Saved data entries:
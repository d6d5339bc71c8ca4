// Copyright 2025-present Harīṣh Tummalachērla
// SPDX-License-Identifier: Apache-2.0

//! CLI definitions for the cardrank command-line interface.
//!
//! Three subcommands: `rank` to rank a catalog once, `inspect` to look at the
//! item models the engine builds, and `repl` to re-rank on every line typed,
//! which is the closest a terminal gets to a live search box.

pub mod display;

use clap::{Parser, Subcommand};
use std::collections::HashMap;
use std::path::PathBuf;

use cardrank::build::{field_sources, first_non_empty};
use cardrank::{Annotation, Field, Presenter, RawItem};

use display::*;

#[derive(Parser)]
#[command(
    name = "cardrank",
    about = "Rank catalog cards by relevance to a free-text query",
    version
)]
pub struct Cli {
    #[command(subcommand)]
    pub command: Commands,
}

#[derive(Subcommand)]
pub enum Commands {
    /// Rank a catalog for one query
    Rank {
        /// Path to a JSON array of catalog items
        catalog: PathBuf,

        /// Search query (empty restores catalog order)
        query: String,

        /// Maximum number of rows to print (0 = all)
        #[arg(short, long, default_value = "10")]
        limit: usize,

        /// JSON file overriding scoring weights
        #[arg(short, long)]
        config: Option<PathBuf>,

        /// Print the ranking as JSON instead of a table
        #[arg(long)]
        json: bool,
    },

    /// Show the item models built from a catalog
    Inspect {
        /// Path to a JSON array of catalog items
        catalog: PathBuf,

        /// Print the models as JSON
        #[arg(long)]
        json: bool,
    },

    /// Read queries from stdin, one per line, re-ranking after each
    Repl {
        /// Path to a JSON array of catalog items
        catalog: PathBuf,

        /// Maximum number of rows to print per query (0 = all)
        #[arg(short, long, default_value = "10")]
        limit: usize,

        /// JSON file overriding scoring weights
        #[arg(short, long)]
        config: Option<PathBuf>,
    },
}

/// Presenter that keeps the latest order and annotations, then prints them.
pub struct TerminalPresenter {
    labels: HashMap<String, String>,
    order: Vec<String>,
    annotations: HashMap<String, Annotation>,
}

impl TerminalPresenter {
    /// Labels each card with its display name as written in the catalog.
    pub fn new(catalog: &[RawItem]) -> Self {
        let labels = catalog
            .iter()
            .enumerate()
            .map(|(index, raw)| {
                let id = raw.id.clone().unwrap_or_else(|| index.to_string());
                let label = first_non_empty(raw, field_sources(Field::Name))
                    .map(|name| name.trim().to_string())
                    .unwrap_or_else(|| id.clone());
                (id, label)
            })
            .collect();
        Self {
            labels,
            order: Vec::new(),
            annotations: HashMap::new(),
        }
    }

    /// Print the current state as a box, at most `limit` rows (0 = all).
    pub fn render(&self, query: &str, limit: usize) {
        let heading = if query.trim().is_empty() {
            "CATALOG ORDER".to_string()
        } else {
            format!("RESULTS FOR \"{}\"", truncate(query.trim(), 40))
        };
        section_top(&heading);

        let shown = if limit == 0 { self.order.len() } else { limit };
        for id in self.order.iter().take(shown) {
            let label = self.labels.get(id).map(String::as_str).unwrap_or(id.as_str());
            let line = match self.annotations.get(id) {
                Some(a) => format!(
                    " {} {} {} {} {} {}",
                    pad_left(&format!("#{}", a.rank), 4),
                    percent_value(a.match_percent),
                    percent_bar(a.match_percent),
                    pad_left(&themed(GRAY, &[], &a.score.to_string()), 4),
                    state_label(a.score > 0),
                    truncate(label, 34),
                ),
                None => format!(
                    " {} {}",
                    themed(GRAY, &[], &pad_right(id, 6)),
                    truncate(label, 60)
                ),
            };
            row(&line);
        }

        if self.order.len() > shown {
            row(&themed(
                GRAY,
                &[DIM],
                &format!(" … {} more", self.order.len() - shown),
            ));
        }
        section_bot();
    }
}

impl Presenter for TerminalPresenter {
    fn reorder(&mut self, ids: &[&str]) {
        self.order = ids.iter().map(|id| id.to_string()).collect();
    }

    fn annotate(&mut self, id: &str, annotation: &Annotation) {
        self.annotations.insert(id.to_string(), *annotation);
    }

    fn clear(&mut self, id: &str) {
        self.annotations.remove(id);
    }
}
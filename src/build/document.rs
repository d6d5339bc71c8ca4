// Copyright 2025-present Harīṣh Tummalachērla
// SPDX-License-Identifier: Apache-2.0

//! The raw shape of a catalog item before extraction.

use serde::{Deserialize, Serialize};
use std::collections::BTreeMap;

/// One card as the page exposes it: named attributes plus structural nodes.
#[derive(Deserialize, Serialize, Clone, Debug, Default, PartialEq, Eq)]
#[serde(rename_all = "camelCase")]
pub struct RawItem {
    /// Presenter key. Falls back to the catalog position when absent.
    #[serde(default)]
    pub id: Option<String>,
    /// Dataset-style attributes (`name`, `ingredients`, `search-terms`, ...).
    #[serde(default)]
    pub attributes: BTreeMap<String, String>,
    /// Structural nodes in document order.
    #[serde(default)]
    pub elements: Vec<Element>,
    /// Full visible text of the card, if the producer captured it.
    #[serde(default)]
    pub text: Option<String>,
}

/// A structural node inside a card (heading, paragraph, classed container).
#[derive(Deserialize, Serialize, Clone, Debug, Default, PartialEq, Eq)]
#[serde(rename_all = "camelCase")]
pub struct Element {
    pub tag: String,
    #[serde(default)]
    pub classes: Vec<String>,
    #[serde(default)]
    pub text: String,
}

impl RawItem {
    pub fn attribute(&self, key: &str) -> Option<&str> {
        self.attributes.get(key).map(String::as_str)
    }

    /// Full visible text: the captured text, else every element's text joined.
    pub fn visible_text(&self) -> String {
        match &self.text {
            Some(text) => text.clone(),
            None => self
                .elements
                .iter()
                .map(|e| e.text.as_str())
                .collect::<Vec<_>>()
                .join(" "),
        }
    }
}

impl Element {
    pub fn has_class(&self, class: &str) -> bool {
        self.classes.iter().any(|c| c == class)
    }
}
// Copyright 2025-present Harīṣh Tummalachērla
// SPDX-License-Identifier: Apache-2.0

//! Fuzz target for ranking invariants.
//!
//! Arbitrary cards and an arbitrary query must always produce a complete,
//! ordered ranking with bounded scores. Any panic in normalization (odd
//! Unicode, combining marks, empty strings) shows up here first.

#![no_main]

use arbitrary::Arbitrary;
use cardrank::{build_catalog, Engine, RawItem, TOKEN_SCORE_CEILING};
use libfuzzer_sys::fuzz_target;

#[derive(Arbitrary, Debug)]
struct Card {
    name: Option<String>,
    ingredients: Option<String>,
    tags: Option<String>,
    description: Option<String>,
    keywords: Option<String>,
    text: Option<String>,
}

#[derive(Arbitrary, Debug)]
struct Input {
    cards: Vec<Card>,
    query: String,
}

impl Card {
    fn into_raw(self) -> RawItem {
        let mut raw = RawItem {
            text: self.text,
            ..Default::default()
        };
        let fields = [
            ("name", self.name),
            ("ingredients", self.ingredients),
            ("tags", self.tags),
            ("description", self.description),
            ("keywords", self.keywords),
        ];
        for (key, value) in fields {
            if let Some(value) = value {
                raw.attributes.insert(key.to_string(), value);
            }
        }
        raw
    }
}

fuzz_target!(|input: Input| {
    if input.cards.len() > 64 {
        return;
    }
    let raws: Vec<RawItem> = input.cards.into_iter().map(Card::into_raw).collect();
    // no card carries an id, so positional ids never clash
    let engine = Engine::new(build_catalog(&raws)).expect("positional ids are unique");

    let ranking = engine.rank(&input.query);
    let first = ranking.entries();

    // INVARIANT 1: every card appears exactly once
    let mut positions: Vec<usize> = first.iter().map(|e| e.original_index).collect();
    positions.sort_unstable();
    assert_eq!(positions, (0..raws.len()).collect::<Vec<_>>());

    // INVARIANT 2: scores and percentages are bounded
    let bound = ranking.tokens().len() as u32 * TOKEN_SCORE_CEILING;
    for item in ranking.items() {
        assert!(item.score <= bound, "score {} above {}", item.score, bound);
        assert!(item.match_percent <= 100);
        assert_eq!(item.match_percent == 0, item.score == 0);
    }

    // INVARIANT 3: order keys never decrease
    for pair in ranking.items().windows(2) {
        let (a, b) = (&pair[0], &pair[1]);
        if ranking.is_active() {
            assert!(
                (a.score, a.matched_token_count) >= (b.score, b.matched_token_count),
                "score order violated"
            );
            if (a.score, a.matched_token_count) == (b.score, b.matched_token_count) {
                assert!(a.model.original_index < b.model.original_index);
            }
        } else {
            assert!(a.model.original_index < b.model.original_index);
        }
    }

    // INVARIANT 4: deterministic
    assert_eq!(first, engine.rank(&input.query).entries());
});
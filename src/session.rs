//! The drawing session tying canvas, classifier, and display together.
//!
//! One session owns the whole interaction: pointer events mutate the canvas
//! through the stroke state machine, a stroke release runs a prediction, and
//! the presenter writes the outcome into the result sink. The two recoverable
//! conditions, no ink on the canvas and a model that has not finished loading,
//! clear the display and leave the session usable.

use crate::canvas::{CanvasSurface, StrokeState, StrokeStyle};
use crate::core::PredictError;
use crate::predictor::{DigitClassifier, DigitPrediction};
use crate::presenter::{ResultPresenter, ResultSink};
use tracing::{debug, warn};

/// A single-user drawing session.
///
/// Everything is serialized through discrete pointer events on one thread:
/// the canvas is written by stroke capture and read by the extractor, never
/// concurrently.
pub struct DrawSession<S: ResultSink> {
    canvas: CanvasSurface,
    classifier: DigitClassifier,
    presenter: ResultPresenter,
    sink: S,
    stroke: StrokeState,
    style: StrokeStyle,
}

impl<S: ResultSink> DrawSession<S> {
    /// Creates a session with a blank canvas of `size` × `size` pixels.
    ///
    /// The presenter takes its labels from the classifier, so headline and
    /// table rows always agree with the class order the model scores.
    pub fn new(size: u32, classifier: DigitClassifier, sink: S) -> Self {
        let presenter = ResultPresenter::from_shared(classifier.labels());
        Self {
            canvas: CanvasSurface::new(size),
            classifier,
            presenter,
            sink,
            stroke: StrokeState::Idle,
            style: StrokeStyle::default(),
        }
    }

    /// Overrides the stroke style.
    pub fn set_stroke_style(&mut self, style: StrokeStyle) {
        self.style = style;
    }

    /// Begins a stroke at the given canvas coordinates.
    pub fn pointer_down(&mut self, x: f32, y: f32) {
        self.stroke = StrokeState::Drawing { last_x: x, last_y: y };
        self.canvas.stroke_dot((x, y), self.style);
    }

    /// Extends the current stroke. Ignored while no stroke is in progress.
    pub fn pointer_move(&mut self, x: f32, y: f32) {
        if let StrokeState::Drawing { last_x, last_y } = self.stroke {
            self.canvas.stroke_segment((last_x, last_y), (x, y), self.style);
            self.stroke = StrokeState::Drawing { last_x: x, last_y: y };
        }
    }

    /// Ends the current stroke and runs a prediction on the drawn canvas.
    ///
    /// # Returns
    ///
    /// * `Ok(Some(prediction))` - A prediction was made and rendered.
    /// * `Ok(None)` - No stroke was in progress, or a recoverable condition
    ///   (blank canvas, model not ready) cleared the display; the user can
    ///   keep drawing.
    /// * `Err(PredictError)` - Preprocessing or inference failed.
    pub fn pointer_up(&mut self) -> Result<Option<DigitPrediction>, PredictError> {
        if !self.stroke.is_drawing() {
            return Ok(None);
        }
        self.stroke = StrokeState::Idle;

        match self.classifier.predict(&self.canvas) {
            Ok(prediction) => {
                self.presenter.render(&prediction.scores, &mut self.sink)?;
                debug!(
                    best_class = prediction.best_class,
                    confidence = prediction.confidence,
                    "rendered prediction"
                );
                Ok(Some(prediction))
            }
            Err(e) if e.is_recoverable() => {
                warn!(error = %e, "prediction skipped");
                self.presenter.clear(&mut self.sink);
                Ok(None)
            }
            Err(e) => Err(e),
        }
    }

    /// Clears the canvas and the result display.
    pub fn erase(&mut self) {
        self.canvas.clear();
        self.presenter.clear(&mut self.sink);
        self.stroke = StrokeState::Idle;
    }

    /// The drawing surface.
    pub fn canvas(&self) -> &CanvasSurface {
        &self.canvas
    }

    /// The classifier, for loading or swapping the model.
    pub fn classifier_mut(&mut self) -> &mut DigitClassifier {
        &mut self.classifier
    }

    /// The result display.
    pub fn sink(&self) -> &S {
        &self.sink
    }

    /// Current stroke capture state.
    pub fn stroke_state(&self) -> StrokeState {
        self.stroke
    }
}

#[cfg(test)]
mod tests {
    use super::*;
    use crate::core::{DigitModel, PredictError, Tensor4D};
    use crate::predictor::DigitClassifierBuilder;
    use crate::presenter::TableSink;

    #[derive(Debug)]
    struct ScriptedModel {
        scores: Vec<f32>,
    }

    impl DigitModel for ScriptedModel {
        fn num_classes(&self) -> usize {
            self.scores.len()
        }

        fn predict(&self, _input: &Tensor4D) -> Result<Vec<f32>, PredictError> {
            Ok(self.scores.clone())
        }
    }

    fn session_with_scores(scores: Vec<f32>) -> DrawSession<TableSink> {
        let mut classifier = DigitClassifierBuilder::new().build_unloaded().unwrap();
        classifier.set_model(Box::new(ScriptedModel { scores }));
        DrawSession::new(280, classifier, TableSink::new())
    }

    #[test]
    fn test_draw_and_predict_updates_display() {
        let mut session = session_with_scores(vec![
            0.1, 0.05, 0.7, 0.02, 0.01, 0.03, 0.02, 0.03, 0.02, 0.02,
        ]);
        session.pointer_down(100.0, 60.0);
        session.pointer_move(120.0, 180.0);
        session.pointer_move(150.0, 220.0);
        let prediction = session.pointer_up().unwrap().unwrap();

        assert_eq!(prediction.best_class, 2);
        assert_eq!(session.sink().headline(), "២");
        assert_eq!(session.sink().confidence(), "70% confidence");
        assert_eq!(session.sink().cell(2), "70%");
    }

    #[test]
    fn test_moves_while_idle_do_not_draw() {
        let mut session = session_with_scores(vec![0.1; 10]);
        session.pointer_move(100.0, 100.0);
        session.pointer_move(150.0, 150.0);
        assert!(session.canvas().is_blank());
        assert_eq!(session.stroke_state(), StrokeState::Idle);
    }

    #[test]
    fn test_release_without_stroke_is_noop() {
        let mut session = session_with_scores(vec![0.1; 10]);
        assert!(session.pointer_up().unwrap().is_none());
    }

    #[test]
    fn test_model_not_ready_clears_display_and_recovers() {
        let classifier = DigitClassifierBuilder::new().build_unloaded().unwrap();
        let mut session = DrawSession::new(280, classifier, TableSink::new());

        session.pointer_down(100.0, 100.0);
        session.pointer_move(150.0, 150.0);
        let outcome = session.pointer_up().unwrap();

        assert!(outcome.is_none());
        assert_eq!(session.sink().headline(), "");
        assert_eq!(session.sink().confidence(), "—");
        // Session stays usable.
        session.pointer_down(50.0, 50.0);
        assert!(session.stroke_state().is_drawing());
    }

    #[test]
    fn test_erase_clears_canvas_and_display() {
        let mut session = session_with_scores(vec![
            0.0, 0.0, 0.0, 0.0, 0.0, 0.0, 0.0, 0.0, 0.0, 1.0,
        ]);
        session.pointer_down(100.0, 100.0);
        session.pointer_move(180.0, 180.0);
        session.pointer_up().unwrap();
        assert_eq!(session.sink().headline(), "៩");

        session.erase();
        assert!(session.canvas().is_blank());
        assert_eq!(session.sink().headline(), "");
        assert_eq!(session.sink().confidence(), "—");
    }
}
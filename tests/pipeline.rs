//! End-to-end pipeline tests against a scripted model.

use inkdigit::prelude::*;
use std::sync::{Arc, Mutex};

/// Model stub that returns fixed scores and records every input it sees.
#[derive(Debug)]
struct RecordingModel {
    scores: Vec<f32>,
    inputs: Arc<Mutex<Vec<Tensor4D>>>,
}

impl DigitModel for RecordingModel {
    fn num_classes(&self) -> usize {
        self.scores.len()
    }

    fn predict(&self, input: &Tensor4D) -> Result<Vec<f32>, PredictError> {
        self.inputs.lock().unwrap().push(input.clone());
        Ok(self.scores.clone())
    }
}

fn session_with(
    scores: Vec<f32>,
) -> (DrawSession<TableSink>, Arc<Mutex<Vec<Tensor4D>>>) {
    let inputs = Arc::new(Mutex::new(Vec::new()));
    let mut classifier = DigitClassifierBuilder::new().build_unloaded().unwrap();
    classifier.set_model(Box::new(RecordingModel {
        scores,
        inputs: Arc::clone(&inputs),
    }));
    (DrawSession::new(280, classifier, TableSink::new()), inputs)
}

#[test]
fn full_stroke_to_display_flow() {
    let (mut session, inputs) = session_with(vec![
        0.1, 0.05, 0.7, 0.02, 0.01, 0.03, 0.02, 0.03, 0.02, 0.02,
    ]);

    session.pointer_down(90.0, 50.0);
    for step in 1..=20 {
        session.pointer_move(90.0 + step as f32 * 3.0, 50.0 + step as f32 * 8.0);
    }
    let prediction = session.pointer_up().unwrap().expect("prediction");

    assert_eq!(prediction.best_class, 2);
    assert_eq!(prediction.confidence_percent(), 70);
    assert_eq!(session.sink().headline(), "២");
    assert_eq!(session.sink().cell(2), "70%");
    assert_eq!(session.sink().cell(1), "5%");

    let inputs = inputs.lock().unwrap();
    assert_eq!(inputs.len(), 1);
    assert_eq!(inputs[0].shape(), &[1, 28, 28, 1]);
    // The model saw real ink, not a blank tensor.
    assert!(inputs[0].iter().any(|&v| v < 0.5));
}

#[test]
fn crop_makes_prediction_position_invariant() {
    // The same shape drawn in two corners reaches the model as the same
    // tensor: the bounding-box crop removes the position.
    let (mut first, first_inputs) = session_with(vec![1.0, 0.0, 0.0, 0.0, 0.0, 0.0, 0.0, 0.0, 0.0, 0.0]);
    first.pointer_down(40.0, 40.0);
    first.pointer_move(40.0, 100.0);
    first.pointer_up().unwrap();

    let (mut second, second_inputs) = session_with(vec![1.0, 0.0, 0.0, 0.0, 0.0, 0.0, 0.0, 0.0, 0.0, 0.0]);
    second.pointer_down(180.0, 150.0);
    second.pointer_move(180.0, 210.0);
    second.pointer_up().unwrap();

    let a = first_inputs.lock().unwrap();
    let b = second_inputs.lock().unwrap();
    assert_eq!(a[0], b[0]);
}

#[test]
fn erase_then_release_makes_no_prediction() {
    let (mut session, inputs) = session_with(vec![0.1; 10]);

    session.pointer_down(100.0, 100.0);
    session.pointer_move(150.0, 150.0);
    session.erase();

    // The canvas is blank again; a release after erase runs no prediction.
    assert!(session.pointer_up().unwrap().is_none());
    assert!(inputs.lock().unwrap().is_empty());
}

#[test]
fn blank_canvas_release_clears_display() {
    let (mut session, inputs) = session_with(vec![0.1; 10]);

    // Stroke entirely outside the canvas leaves it blank.
    session.pointer_down(-50.0, -50.0);
    session.pointer_move(-20.0, -40.0);
    let outcome = session.pointer_up().unwrap();

    assert!(outcome.is_none());
    assert!(inputs.lock().unwrap().is_empty());
    assert_eq!(session.sink().headline(), "");
    assert_eq!(session.sink().confidence(), "—");
}
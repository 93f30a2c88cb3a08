//! Tensor aliases and conversions between intensity grids and model inputs.

use crate::core::errors::PredictError;
use ndarray::{Array2, Array4};

/// A 2D tensor of f32 values (rows × columns).
pub type Tensor2D = Array2<f32>;

/// A 4D tensor of f32 values (batch × rows × columns × channels).
pub type Tensor4D = Array4<f32>;

/// Reshapes a 2D intensity grid into the rank-4 input the classifier expects.
///
/// The grid is expanded with a leading batch dimension and a trailing channel
/// dimension, producing shape `[1, rows, cols, 1]`. Values are copied as-is;
/// the grid is already on the canonical [0, 1] scale.
///
/// # Arguments
///
/// * `grid` - The intensity grid to reshape.
///
/// # Returns
///
/// * `Ok(Tensor4D)` - The reshaped input tensor.
/// * `Err(PredictError)` - If the grid is empty.
pub fn to_model_input(grid: &Tensor2D) -> Result<Tensor4D, PredictError> {
    let (rows, cols) = grid.dim();
    if rows == 0 || cols == 0 {
        return Err(PredictError::invalid_input(
            "cannot build model input from an empty grid",
        ));
    }
    let flat: Vec<f32> = grid.iter().copied().collect();
    let tensor = Tensor4D::from_shape_vec((1, rows, cols, 1), flat)?;
    Ok(tensor)
}

#[cfg(test)]
mod tests {
    use super::*;

    #[test]
    fn test_to_model_input_shape() {
        let grid = Tensor2D::from_elem((28, 28), 1.0);
        let tensor = to_model_input(&grid).unwrap();
        assert_eq!(tensor.shape(), &[1, 28, 28, 1]);
    }

    #[test]
    fn test_to_model_input_preserves_values() {
        let mut grid = Tensor2D::from_elem((2, 3), 0.0);
        grid[[1, 2]] = 0.5;
        let tensor = to_model_input(&grid).unwrap();
        assert_eq!(tensor[[0, 1, 2, 0]], 0.5);
        assert_eq!(tensor[[0, 0, 0, 0]], 0.0);
    }

    #[test]
    fn test_to_model_input_rejects_empty_grid() {
        let grid = Tensor2D::from_elem((0, 0), 0.0);
        assert!(to_model_input(&grid).is_err());
    }
}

ACTIVITY:
Search the data for "BTreeMap" and list every line in which it occurs.

EXPECTED ANSWER:
use std::collections::BTreeMap;
    pub attributes: BTreeMap<String, String>,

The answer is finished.